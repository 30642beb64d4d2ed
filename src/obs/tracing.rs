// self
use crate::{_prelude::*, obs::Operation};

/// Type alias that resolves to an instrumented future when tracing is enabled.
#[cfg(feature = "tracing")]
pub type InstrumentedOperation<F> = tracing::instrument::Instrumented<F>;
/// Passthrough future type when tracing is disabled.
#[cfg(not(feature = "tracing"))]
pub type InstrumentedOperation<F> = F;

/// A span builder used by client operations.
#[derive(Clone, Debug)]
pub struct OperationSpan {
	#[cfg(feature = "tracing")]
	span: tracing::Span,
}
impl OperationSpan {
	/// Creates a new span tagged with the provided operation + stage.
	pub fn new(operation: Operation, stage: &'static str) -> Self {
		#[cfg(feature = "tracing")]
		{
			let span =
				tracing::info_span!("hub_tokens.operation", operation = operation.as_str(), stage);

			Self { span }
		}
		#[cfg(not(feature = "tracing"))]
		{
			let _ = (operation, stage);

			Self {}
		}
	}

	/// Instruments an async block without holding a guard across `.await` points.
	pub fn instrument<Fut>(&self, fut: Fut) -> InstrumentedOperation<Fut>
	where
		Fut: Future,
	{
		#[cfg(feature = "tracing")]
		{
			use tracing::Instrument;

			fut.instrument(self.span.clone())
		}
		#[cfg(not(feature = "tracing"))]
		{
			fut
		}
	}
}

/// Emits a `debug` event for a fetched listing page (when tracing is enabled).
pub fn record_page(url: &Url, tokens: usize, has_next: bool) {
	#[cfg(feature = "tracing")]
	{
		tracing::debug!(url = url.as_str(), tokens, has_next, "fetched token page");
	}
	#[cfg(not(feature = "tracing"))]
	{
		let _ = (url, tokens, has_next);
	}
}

* * *

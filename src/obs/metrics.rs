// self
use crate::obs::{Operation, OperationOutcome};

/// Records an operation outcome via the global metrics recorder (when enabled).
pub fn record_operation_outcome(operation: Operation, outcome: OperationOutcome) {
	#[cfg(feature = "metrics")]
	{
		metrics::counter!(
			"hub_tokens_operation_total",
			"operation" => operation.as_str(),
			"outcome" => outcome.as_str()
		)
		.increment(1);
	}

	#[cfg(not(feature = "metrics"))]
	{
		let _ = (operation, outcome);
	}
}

* [Work instruction] The result should be every line of the material that contains the word "stage", so copy those lines.

* [Result below]
	/// Creates a new span tagged with the provided operation + stage.
	pub fn new(operation: Operation, stage: &'static str) -> Self {
				tracing::info_span!("hub_tokens.operation", operation = operation.as_str(), stage);
			let _ = (operation, stage);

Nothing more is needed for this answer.